━━ Available data

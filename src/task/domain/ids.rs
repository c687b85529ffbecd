//! Identifier type for tasks.

use crate::store::domain::DocumentId;
use serde::{Deserialize, Serialize};
use std::fmt;
use uuid::Uuid;

/// Unique identifier for a task.
#[derive(Debug, Clone, Copy, PartialEq, Eq, Hash, Serialize, Deserialize)]
#[serde(transparent)]
pub struct TaskId(Uuid);

impl TaskId {
    /// Creates a new random task identifier.
    #[must_use]
    pub fn new() -> Self {
        Self(Uuid::new_v4())
    }

    /// Creates a task identifier from an existing UUID.
    #[must_use]
    pub const fn from_uuid(uuid: Uuid) -> Self {
        Self(uuid)
    }

    /// Returns the wrapped UUID.
    #[must_use]
    pub const fn into_inner(self) -> Uuid {
        self.0
    }
}

impl Default for TaskId {
    fn default() -> Self {
        Self::new()
    }
}

impl From<TaskId> for DocumentId {
    fn from(id: TaskId) -> Self {
        Self::from_uuid(id.0)
    }
}

impl AsRef<Uuid> for TaskId {
    fn as_ref(&self) -> &Uuid {
        &self.0
    }
}

impl fmt::Display for TaskId {
    fn fmt(&self, f: &mut fmt::Formatter<'_>) -> fmt::Result {
        write!(f, "{}", self.0)
    }
}
//! In-memory adapter for the document store port.

mod pipeline;
mod store;

pub use store::InMemoryDocumentStore;
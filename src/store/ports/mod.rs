//! Port contracts for document persistence.
//!
//! Ports define infrastructure-agnostic interfaces used by repositories and
//! the view manager.

pub mod document_store;

pub use document_store::{DocumentStore, StoreError, StoreResult};
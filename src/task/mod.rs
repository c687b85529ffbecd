//! Tasks and the team task board.
//!
//! Tasks are written to the raw `tasks` collection. Single reads use that
//! collection; the board listing is served by `team_tasks_view`, which only
//! changes when the views are refreshed.

pub mod domain;
pub mod repository;
pub mod services;

#[cfg(test)]
mod tests;
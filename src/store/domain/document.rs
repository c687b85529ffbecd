//! Document, identifier, filter and update types shared by store adapters.

use super::{CollectionName, FieldPath, StoreDomainError};
use serde::{Deserialize, Serialize};
use serde_json::{Map, Value};
use std::fmt;
use uuid::Uuid;

/// A stored JSON document.
pub type Document = Map<String, Value>;

/// Field holding the document identity.
pub const ID_FIELD: &str = "_id";

/// Field path of the document identity.
pub const ID_PATH: FieldPath = FieldPath::from_static(ID_FIELD);

/// Identity of a stored document.
///
/// Documents carry their identity under [`ID_FIELD`] as the canonical
/// hyphenated UUID string.
#[derive(Debug, Clone, Copy, PartialEq, Eq, Hash, Serialize, Deserialize)]
#[serde(transparent)]
pub struct DocumentId(Uuid);

impl DocumentId {
    /// Creates a new random document identifier.
    #[must_use]
    pub fn new() -> Self {
        Self(Uuid::new_v4())
    }

    /// Creates a document identifier from an existing UUID.
    #[must_use]
    pub const fn from_uuid(uuid: Uuid) -> Self {
        Self(uuid)
    }

    /// Parses a document identifier from its string form.
    ///
    /// # Errors
    ///
    /// Returns [`StoreDomainError::InvalidDocumentId`] when the value is not
    /// a UUID.
    pub fn parse(value: &str) -> Result<Self, StoreDomainError> {
        Uuid::try_parse(value)
            .map(Self)
            .map_err(|_| StoreDomainError::InvalidDocumentId(value.to_owned()))
    }

    /// Reads the identity of a document.
    ///
    /// # Errors
    ///
    /// Returns [`StoreDomainError::InvalidDocumentId`] when the identity
    /// field is missing or is not a UUID string.
    pub fn of(document: &Document) -> Result<Self, StoreDomainError> {
        match document.get(ID_FIELD) {
            Some(Value::String(raw)) => Self::parse(raw),
            Some(other) => Err(StoreDomainError::InvalidDocumentId(other.to_string())),
            None => Err(StoreDomainError::InvalidDocumentId(String::new())),
        }
    }

    /// Returns the wrapped UUID.
    #[must_use]
    pub const fn into_inner(self) -> Uuid {
        self.0
    }

    /// Returns the identity as the JSON value stored in documents.
    #[must_use]
    pub fn to_value(self) -> Value {
        Value::String(self.0.to_string())
    }
}

impl Default for DocumentId {
    fn default() -> Self {
        Self::new()
    }
}

impl fmt::Display for DocumentId {
    fn fmt(&self, f: &mut fmt::Formatter<'_>) -> fmt::Result {
        write!(f, "{}", self.0)
    }
}

/// Kind of a namespace listed by the store catalog.
#[derive(Debug, Clone, Copy, PartialEq, Eq, Hash)]
pub enum CollectionKind {
    /// A physical collection holding written documents.
    Collection,
    /// A read-only view derived from a pipeline.
    View,
}

/// Catalog entry for a collection or view.
#[derive(Debug, Clone, PartialEq, Eq)]
pub struct CollectionInfo {
    name: CollectionName,
    kind: CollectionKind,
}

impl CollectionInfo {
    /// Creates a catalog entry.
    #[must_use]
    pub const fn new(name: CollectionName, kind: CollectionKind) -> Self {
        Self { name, kind }
    }

    /// Returns the namespace name.
    #[must_use]
    pub const fn name(&self) -> &CollectionName {
        &self.name
    }

    /// Returns the namespace kind.
    #[must_use]
    pub const fn kind(&self) -> CollectionKind {
        self.kind
    }

    /// Returns `true` when this entry is a view.
    #[must_use]
    pub fn is_view(&self) -> bool {
        self.kind == CollectionKind::View
    }
}

/// Document selection criteria.
///
/// Equality is JSON equality of the value at `field`; a missing field never
/// matches.
#[derive(Debug, Clone, PartialEq)]
pub enum Filter {
    /// Matches every document.
    All,
    /// Matches documents whose `field` equals `value`.
    Eq {
        /// Field to compare.
        field: FieldPath,
        /// Expected value.
        value: Value,
    },
    /// Matches documents whose `field` equals any of `values`.
    In {
        /// Field to compare.
        field: FieldPath,
        /// Accepted values; an empty list matches nothing.
        values: Vec<Value>,
    },
}

impl Filter {
    /// Matches the document with the given identity.
    #[must_use]
    pub fn by_id(id: impl Into<DocumentId>) -> Self {
        Self::Eq {
            field: ID_PATH,
            value: id.into().to_value(),
        }
    }

    /// Matches documents whose `field` equals `value`.
    #[must_use]
    pub fn eq(field: FieldPath, value: impl Into<Value>) -> Self {
        Self::Eq {
            field,
            value: value.into(),
        }
    }

    /// Matches documents whose `field` equals any of `values`.
    #[must_use]
    pub fn any_of(field: FieldPath, values: impl IntoIterator<Item = Value>) -> Self {
        Self::In {
            field,
            values: values.into_iter().collect(),
        }
    }

    /// Evaluates the filter against a document.
    #[must_use]
    pub fn matches(&self, document: &Document) -> bool {
        match self {
            Self::All => true,
            Self::Eq { field, value } => {
                document_value_at(document, field).is_some_and(|found| found == value)
            }
            Self::In { field, values } => document_value_at(document, field)
                .is_some_and(|found| values.iter().any(|value| value == found)),
        }
    }
}

/// Modification applied to the first document matching a filter.
#[derive(Debug, Clone, PartialEq)]
pub enum Update {
    /// Overwrites the given top-level fields.
    Set(Document),
    /// Appends `value` to the array at `field` unless an equal element is
    /// already present. With `unique_by`, elements are compared on that
    /// sub-field only.
    AddToSet {
        /// Array field to extend.
        field: FieldPath,
        /// Element to append.
        value: Value,
        /// Optional element sub-field used for the uniqueness check.
        unique_by: Option<FieldPath>,
    },
    /// Removes every element of the array at `field` equal to `value`. With
    /// `match_on`, elements are compared on that sub-field only.
    Pull {
        /// Array field to shrink.
        field: FieldPath,
        /// Value to remove.
        value: Value,
        /// Optional element sub-field used for matching.
        match_on: Option<FieldPath>,
    },
}

impl Update {
    /// Applies the update to a document, returning whether it changed.
    ///
    /// `AddToSet` creates a missing top-level array; `Pull` on a missing
    /// field is a no-op.
    ///
    /// # Errors
    ///
    /// Returns [`StoreDomainError::InvalidUpdate`] when `Set` would change
    /// the identity or when the targeted field holds a non-array value.
    pub fn apply(&self, document: &mut Document) -> Result<bool, StoreDomainError> {
        match self {
            Self::Set(fields) => apply_set(document, fields),
            Self::AddToSet {
                field,
                value,
                unique_by,
            } => {
                let Some(items) = array_mut(document, field, true)? else {
                    return Ok(false);
                };
                let present = match unique_by {
                    Some(key) => {
                        let wanted = value_at(value, key);
                        items.iter().any(|item| value_at(item, key) == wanted)
                    }
                    None => items.contains(value),
                };
                if !present {
                    items.push(value.clone());
                }
                Ok(!present)
            }
            Self::Pull {
                field,
                value,
                match_on,
            } => {
                let Some(items) = array_mut(document, field, false)? else {
                    return Ok(false);
                };
                let before = items.len();
                items.retain(|item| match match_on {
                    Some(key) => value_at(item, key) != Some(value),
                    None => item != value,
                });
                Ok(items.len() != before)
            }
        }
    }
}

fn apply_set(document: &mut Document, fields: &Document) -> Result<bool, StoreDomainError> {
    if let Some(requested) = fields.get(ID_FIELD)
        && document.get(ID_FIELD) != Some(requested)
    {
        return Err(StoreDomainError::InvalidUpdate(format!(
            "{ID_FIELD} is immutable"
        )));
    }
    let mut modified = false;
    for (key, value) in fields {
        if document.get(key) != Some(value) {
            document.insert(key.clone(), value.clone());
            modified = true;
        }
    }
    Ok(modified)
}

/// Returns the array at `path`, creating a missing top-level array when
/// `create` is set.
fn array_mut<'a>(
    document: &'a mut Document,
    path: &FieldPath,
    create: bool,
) -> Result<Option<&'a mut Vec<Value>>, StoreDomainError> {
    let mut segments = path.segments();
    let Some(first) = segments.next() else {
        return Ok(None);
    };
    if create && path.is_top_level() && !document.contains_key(first) {
        document.insert(first.to_owned(), Value::Array(Vec::new()));
    }
    let slot = document
        .get_mut(first)
        .and_then(|root| segments.try_fold(root, descend_mut));
    match slot {
        Some(Value::Array(items)) => Ok(Some(items)),
        None => Ok(None),
        Some(_) => Err(StoreDomainError::InvalidUpdate(format!(
            "{path} does not hold an array"
        ))),
    }
}

/// Result of an update: whether a document matched and whether it changed.
#[derive(Debug, Clone, Copy, PartialEq, Eq, Default)]
pub struct UpdateOutcome {
    /// A document matched the filter.
    pub matched: bool,
    /// The matched document was changed.
    pub modified: bool,
}

impl UpdateOutcome {
    /// Outcome for a filter that matched nothing.
    pub const NOT_MATCHED: Self = Self {
        matched: false,
        modified: false,
    };

    /// Outcome for a matched document that was left unchanged.
    pub const UNCHANGED: Self = Self {
        matched: true,
        modified: false,
    };

    /// Outcome for a matched document that was changed.
    pub const MODIFIED: Self = Self {
        matched: true,
        modified: true,
    };
}

/// Returns the value at `path` inside `value`, descending through objects
/// and, for numeric segments, array positions.
#[must_use]
pub fn value_at<'a>(value: &'a Value, path: &FieldPath) -> Option<&'a Value> {
    path.segments().try_fold(value, descend)
}

/// Returns the value at `path` inside a document.
#[must_use]
pub fn document_value_at<'a>(document: &'a Document, path: &FieldPath) -> Option<&'a Value> {
    let mut segments = path.segments();
    let root = segments.next().and_then(|first| document.get(first))?;
    segments.try_fold(root, descend)
}

fn descend<'a>(current: &'a Value, segment: &str) -> Option<&'a Value> {
    match current {
        Value::Object(map) => map.get(segment),
        Value::Array(items) => segment
            .parse::<usize>()
            .ok()
            .and_then(|index| items.get(index)),
        _ => None,
    }
}

fn descend_mut<'a>(current: &'a mut Value, segment: &str) -> Option<&'a mut Value> {
    match current {
        Value::Object(map) => map.get_mut(segment),
        Value::Array(items) => segment
            .parse::<usize>()
            .ok()
            .and_then(|index| items.get_mut(index)),
        _ => None,
    }
}
//! Repositories for teams and member accounts.

mod member;
mod team;

pub use member::TeamMemberRepository;
pub use team::{FetchedTeam, FetchedTeams, TeamRepository};
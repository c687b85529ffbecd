//! `PostgreSQL` adapter for the document store port.

mod models;
mod sql;
mod store;

pub use store::{PostgresDocumentStore, StorePgPool};
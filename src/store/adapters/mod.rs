//! Adapter implementations of the document store port.

pub mod memory;
pub mod postgres;
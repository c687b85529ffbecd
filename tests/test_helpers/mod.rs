//! Shared environment guards for integration tests.

use std::env;
use std::ffi::OsString;
use std::sync::{Mutex, MutexGuard, OnceLock};

static ENV_MUTEX: OnceLock<Mutex<()>> = OnceLock::new();

/// Scoped environment update, restored when dropped.
pub struct EnvVarGuard {
    previous: Vec<(OsString, Option<OsString>)>,
    _lock: MutexGuard<'static, ()>,
}

impl EnvVarGuard {
    /// Applies `changes` for the guard lifetime. `None` removes a variable.
    pub fn set_many(changes: &[(OsString, Option<OsString>)]) -> Self {
        let lock = env_lock();
        let previous = changes
            .iter()
            .map(|(key, value)| {
                let before = env::var_os(key);
                apply(key, value.as_ref());
                (key.clone(), before)
            })
            .collect();
        Self {
            previous,
            _lock: lock,
        }
    }
}

impl Drop for EnvVarGuard {
    fn drop(&mut self) {
        for (key, value) in self.previous.drain(..) {
            apply(&key, value.as_ref());
        }
    }
}

fn apply(key: &OsString, value: Option<&OsString>) {
    unsafe {
        // SAFETY: the global mutex serializes environment mutations in tests.
        match value {
            Some(new_value) => env::set_var(key, new_value),
            None => env::remove_var(key),
        }
    }
}

fn env_lock() -> MutexGuard<'static, ()> {
    ENV_MUTEX
        .get_or_init(|| Mutex::new(()))
        .lock()
        .unwrap_or_else(std::sync::PoisonError::into_inner)
}
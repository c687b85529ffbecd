//! Error types for team and team member validation.

use super::MemberId;
use thiserror::Error;

/// Errors returned while constructing or changing teams and members.
#[derive(Debug, Clone, Error, PartialEq, Eq)]
pub enum TeamDomainError {
    /// The team name is empty after trimming.
    #[error("team name must not be empty")]
    EmptyTeamName,

    /// The team would exceed its member cap.
    #[error("team has {count} members, at most {max} are allowed")]
    TooManyMembers {
        /// Requested member count.
        count: usize,
        /// Member cap.
        max: usize,
    },

    /// The same member is listed twice.
    #[error("member {0} is listed more than once")]
    DuplicateMember(MemberId),

    /// The member name is empty after trimming.
    #[error("member name must not be empty")]
    EmptyMemberName,

    /// The email address is not of the form `local@domain`.
    #[error("invalid email address '{0}'")]
    InvalidEmail(String),
}

/// Error returned while parsing roles from persistence or requests.
#[derive(Debug, Clone, Error, PartialEq, Eq)]
#[error("unknown role: {0}")]
pub struct ParseRoleError(pub String);
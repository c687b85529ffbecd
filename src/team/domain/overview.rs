//! Rows of the `teams_view` projection.

use super::Role;
use serde::Deserialize;

/// A team as materialized in `teams_view`, with member references resolved.
///
/// Identities are display strings. Fields the view could not resolve are
/// `None`.
#[derive(Debug, Clone, PartialEq, Eq, Deserialize)]
pub struct TeamOverview {
    /// Team identity as a display string.
    #[serde(rename = "_id")]
    pub id: String,
    /// Team name.
    #[serde(default)]
    pub name: Option<String>,
    /// Resolved project manager identity.
    #[serde(default)]
    pub project_manager: Option<String>,
    /// Resolved project manager name.
    #[serde(default)]
    pub project_manager_name: Option<String>,
    /// Members in the team's stored order.
    #[serde(default)]
    pub members: Vec<ResolvedMember>,
}

/// One embedded member entry joined with its member account.
#[derive(Debug, Clone, PartialEq, Eq, Deserialize)]
pub struct ResolvedMember {
    /// Member identity as a display string.
    #[serde(default)]
    pub id: Option<String>,
    /// Role annotation from the team.
    #[serde(default)]
    pub role: Option<Role>,
    /// Member name, when the reference resolved.
    #[serde(default)]
    pub name: Option<String>,
    /// Member email, when the reference resolved.
    #[serde(default)]
    pub email: Option<String>,
}
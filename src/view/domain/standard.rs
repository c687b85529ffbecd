//! Definitions of the views maintained for the task board.

use super::definition::ViewDefinition;
use super::pipeline::{Expr, FieldRef, LocalKey, Pipeline, Projection, Resolve, Stage};
use crate::store::domain::{
    FieldPath, ID_PATH, TASKS, TEAM_MEMBERS, TEAM_TASKS_VIEW, TEAMS, TEAMS_VIEW,
};

const fn path(raw: &'static str) -> FieldPath {
    FieldPath::from_static(raw)
}

/// Tasks joined with the name of their team and of their assignee.
///
/// `team_id` and `assigned_to` are stored as strings and coerced to the
/// identity type before joining; malformed references match nothing. Both
/// joins are inner joins, so tasks without a resolvable team or assignee are
/// absent from the view.
///
/// Output rows carry `_id`, `title`, `status`, `team_name` and
/// `team_member`.
#[must_use]
pub fn team_tasks_view() -> ViewDefinition {
    let pipeline = Pipeline::new([
        Stage::coerce(path("team_id"), path("team_ref")),
        Stage::coerce(path("assigned_to"), path("assignee_ref")),
        Stage::lookup(
            TEAMS,
            LocalKey::Field(path("team_ref")),
            ID_PATH,
            path("team"),
        ),
        Stage::unwind(path("team")),
        Stage::lookup(
            TEAM_MEMBERS,
            LocalKey::Field(path("assignee_ref")),
            ID_PATH,
            path("assignee"),
        ),
        Stage::unwind(path("assignee")),
        Stage::project([
            Projection::new(ID_PATH, Expr::field(ID_PATH)),
            Projection::new(path("title"), Expr::field(path("title"))),
            Projection::new(path("status"), Expr::field(path("status"))),
            Projection::new(path("team_name"), Expr::field(path("team.name"))),
            Projection::new(path("team_member"), Expr::field(path("assignee.name"))),
        ]),
    ]);
    ViewDefinition::new(TEAM_TASKS_VIEW, TASKS, pipeline)
}

/// Teams with members and project manager resolved against `team_members`.
///
/// Every team appears, including teams without members. Members keep their
/// stored order and role; identities are rendered as display strings.
/// Unresolvable references yield `null` name and email.
#[must_use]
pub fn teams_view() -> ViewDefinition {
    let member_docs = FieldRef::document(path("member_docs"));
    let manager_docs = FieldRef::document(path("manager_docs"));
    let member_user = FieldRef::element(path("user_id"));
    let manager_ref = FieldRef::document(path("project_manager"));

    let member_field = |select: &'static str| {
        Expr::Resolve(Resolve {
            within: member_docs.clone(),
            key: ID_PATH,
            reference: member_user.clone(),
            select: path(select),
        })
    };
    let manager_field = |select: FieldPath| {
        Expr::Resolve(Resolve {
            within: manager_docs.clone(),
            key: ID_PATH,
            reference: manager_ref.clone(),
            select,
        })
    };

    let pipeline = Pipeline::new([
        Stage::lookup(
            TEAM_MEMBERS,
            LocalKey::EachOf {
                array: path("members"),
                field: path("user_id"),
            },
            ID_PATH,
            path("member_docs"),
        ),
        Stage::lookup(
            TEAM_MEMBERS,
            LocalKey::Field(path("project_manager")),
            ID_PATH,
            path("manager_docs"),
        ),
        Stage::project([
            Projection::new(ID_PATH, Expr::display(Expr::field(ID_PATH))),
            Projection::new(path("name"), Expr::field(path("name"))),
            Projection::new(
                path("project_manager"),
                Expr::display(manager_field(ID_PATH)),
            ),
            Projection::new(path("project_manager_name"), manager_field(path("name"))),
            Projection::new(
                path("members"),
                Expr::Each {
                    input: FieldRef::document(path("members")),
                    fields: vec![
                        Projection::new(path("id"), Expr::display(Expr::element(path("user_id")))),
                        Projection::new(path("role"), Expr::element(path("role"))),
                        Projection::new(path("name"), member_field("name")),
                        Projection::new(path("email"), member_field("email")),
                    ],
                },
            ),
        ]),
    ]);
    ViewDefinition::new(TEAMS_VIEW, TEAMS, pipeline)
}
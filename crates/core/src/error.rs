//! Domain error model.

use thiserror::Error;

/// Result type used across the domain layer.
pub type DomainResult<T> = Result<T, DomainError>;

/// Domain-level error.
///
/// Keep this focused on deterministic business failures (validation, missing
/// references, stock shortfalls, conflicts). Infrastructure concerns belong
/// elsewhere.
#[derive(Debug, Error, Clone, PartialEq, Eq)]
pub enum DomainError {
    /// A value failed validation (e.g. malformed or missing input).
    #[error("validation failed: {0}")]
    Validation(String),

    /// An identifier was invalid (e.g. parse failure).
    #[error("invalid identifier: {0}")]
    InvalidId(String),

    /// A referenced record does not exist.
    #[error("not found")]
    NotFound,

    /// A line item asked for more units than the product has in stock,
    /// or targeted a product whose stock is exhausted.
    #[error("insufficient stock for product {product}")]
    InsufficientStock { product: String },

    /// The operation conflicts with existing records (e.g. deleting a
    /// product that orders still reference).
    #[error("conflict: {0}")]
    Conflict(String),
}

impl DomainError {
    pub fn validation(msg: impl Into<String>) -> Self {
        Self::Validation(msg.into())
    }

    pub fn invalid_id(msg: impl Into<String>) -> Self {
        Self::InvalidId(msg.into())
    }

    pub fn conflict(msg: impl Into<String>) -> Self {
        Self::Conflict(msg.into())
    }

    pub fn not_found() -> Self {
        Self::NotFound
    }

    pub fn insufficient_stock(product: impl Into<String>) -> Self {
        Self::InsufficientStock {
            product: product.into(),
        }
    }
}
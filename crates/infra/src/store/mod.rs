//! Storage ports for the back office.
//!
//! Three traits cover the catalog, the customer book, and the order book.
//! Multi-row operations (`adjust_stock`, `insert_order`, `update_order`) are
//! single trait methods so each backend can make them atomic its own way: the
//! in-memory store under one lock, Postgres inside one transaction.

use serde::{Deserialize, Serialize};
use thiserror::Error;

use comptoir_catalog::{Category, Product, StockAdjustment};
use comptoir_core::{CategoryId, CustomerId, OrderId, ProductId};
use comptoir_customers::Customer;
use comptoir_orders::{Order, OrderDetail, OrderWithDetails};

mod memory;
mod postgres;

pub use memory::MemoryStore;
pub use postgres::PostgresStore;

/// Errors surfaced by the storage ports.
#[derive(Debug, Error)]
pub enum StoreError {
    #[error("record not found")]
    NotFound,
    #[error("order number {0} is already allocated")]
    DuplicateOrderNum(String),
    #[error("insufficient stock for product {product_id}")]
    InsufficientStock { product_id: ProductId },
    #[error("{entity} is still referenced")]
    Referenced { entity: &'static str },
    #[error("storage backend failure: {0}")]
    Backend(String),
    #[error(transparent)]
    Database(#[from] sqlx::Error),
    #[error(transparent)]
    Migration(#[from] sqlx::migrate::MigrateError),
}

/// One-based page selector.
#[derive(Debug, Clone, Copy, PartialEq, Eq, Serialize, Deserialize)]
pub struct Page {
    pub page: u32,
    pub per_page: u32,
}

impl Page {
    /// Clamps both numbers to at least 1.
    pub fn new(page: u32, per_page: u32) -> Self {
        Self {
            page: page.max(1),
            per_page: per_page.max(1),
        }
    }

    /// Page numbers are one-based; a literal with `page: 0` built around
    /// [`Page::new`] still maps to the first page instead of underflowing.
    pub fn offset(&self) -> u64 {
        u64::from(self.page.saturating_sub(1)) * u64::from(self.per_page)
    }

    pub fn limit(&self) -> u64 {
        u64::from(self.per_page)
    }
}

/// One page of results plus the total the query matched.
#[derive(Debug, Clone, Serialize)]
pub struct Paginated<T> {
    pub items: Vec<T>,
    pub total: u64,
    pub page: Page,
}

impl<T> Paginated<T> {
    pub fn has_more(&self) -> bool {
        u64::from(self.page.page) * u64::from(self.page.per_page) < self.total
    }
}

/// Products, categories, and the stock both backends guard.
#[async_trait::async_trait]
pub trait CatalogStore: Send + Sync {
    async fn insert_category(&self, category: &Category) -> Result<(), StoreError>;
    async fn get_category(&self, id: CategoryId) -> Result<Option<Category>, StoreError>;
    /// Newest first.
    async fn list_categories(&self, page: Page) -> Result<Paginated<Category>, StoreError>;
    async fn update_category(&self, category: &Category) -> Result<(), StoreError>;
    /// Fails with [`StoreError::Referenced`] while products point at the category.
    async fn delete_category(&self, id: CategoryId) -> Result<(), StoreError>;

    async fn insert_product(&self, product: &Product) -> Result<(), StoreError>;
    async fn get_product(&self, id: ProductId) -> Result<Option<Product>, StoreError>;
    /// Existing products among `ids`, in no particular order. Missing ids
    /// are simply absent from the result.
    async fn get_products(&self, ids: &[ProductId]) -> Result<Vec<Product>, StoreError>;
    /// Newest first.
    async fn list_products(&self, page: Page) -> Result<Paginated<Product>, StoreError>;
    async fn update_product(&self, product: &Product) -> Result<(), StoreError>;
    /// Fails with [`StoreError::Referenced`] while order details point at the product.
    async fn delete_product(&self, id: ProductId) -> Result<(), StoreError>;

    /// Applies every movement or none of them. Fails with
    /// [`StoreError::InsufficientStock`] when a negative delta would push a
    /// product below zero, and with [`StoreError::NotFound`] when a movement
    /// names a product that does not exist.
    async fn adjust_stock(&self, movements: &[StockAdjustment]) -> Result<(), StoreError>;

    /// Hands stock back after a cancellation. Movements naming products that
    /// no longer exist are skipped instead of failing the restore.
    async fn restore_stock(&self, movements: &[StockAdjustment]) -> Result<(), StoreError>;
}

#[async_trait::async_trait]
pub trait CustomerStore: Send + Sync {
    async fn insert_customer(&self, customer: &Customer) -> Result<(), StoreError>;
    async fn get_customer(&self, id: CustomerId) -> Result<Option<Customer>, StoreError>;
    /// Newest first.
    async fn list_customers(&self, page: Page) -> Result<Paginated<Customer>, StoreError>;
    async fn update_customer(&self, customer: &Customer) -> Result<(), StoreError>;
    /// Fails with [`StoreError::Referenced`] while orders point at the customer.
    async fn delete_customer(&self, id: CustomerId) -> Result<(), StoreError>;
}

#[async_trait::async_trait]
pub trait OrderStore: Send + Sync {
    /// Writes the header and its detail rows in one step. Fails with
    /// [`StoreError::DuplicateOrderNum`] when the reference is already taken.
    async fn insert_order(&self, order: &Order, details: &[OrderDetail])
    -> Result<(), StoreError>;
    async fn get_order(&self, id: OrderId) -> Result<Option<OrderWithDetails>, StoreError>;
    /// Newest first.
    async fn list_orders(&self, page: Page) -> Result<Paginated<Order>, StoreError>;
    /// Replaces the header fields and the whole detail set in one step.
    async fn update_order(&self, order: &Order, details: &[OrderDetail])
    -> Result<(), StoreError>;
    /// Removes the header and its details.
    async fn delete_order(&self, id: OrderId) -> Result<(), StoreError>;
    /// Every order of one customer, newest first, details included.
    async fn orders_for_customer(
        &self,
        customer_id: CustomerId,
    ) -> Result<Vec<OrderWithDetails>, StoreError>;
}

━━━━

• **Instructions to follow**: Every line above that holds the string "previous" should be copied into the answer.

• **Answer area**:
    previous: Vec<(OsString, Option<OsString>)>,
        let previous = changes
            previous,
        for (key, value) in self.previous.drain(..) {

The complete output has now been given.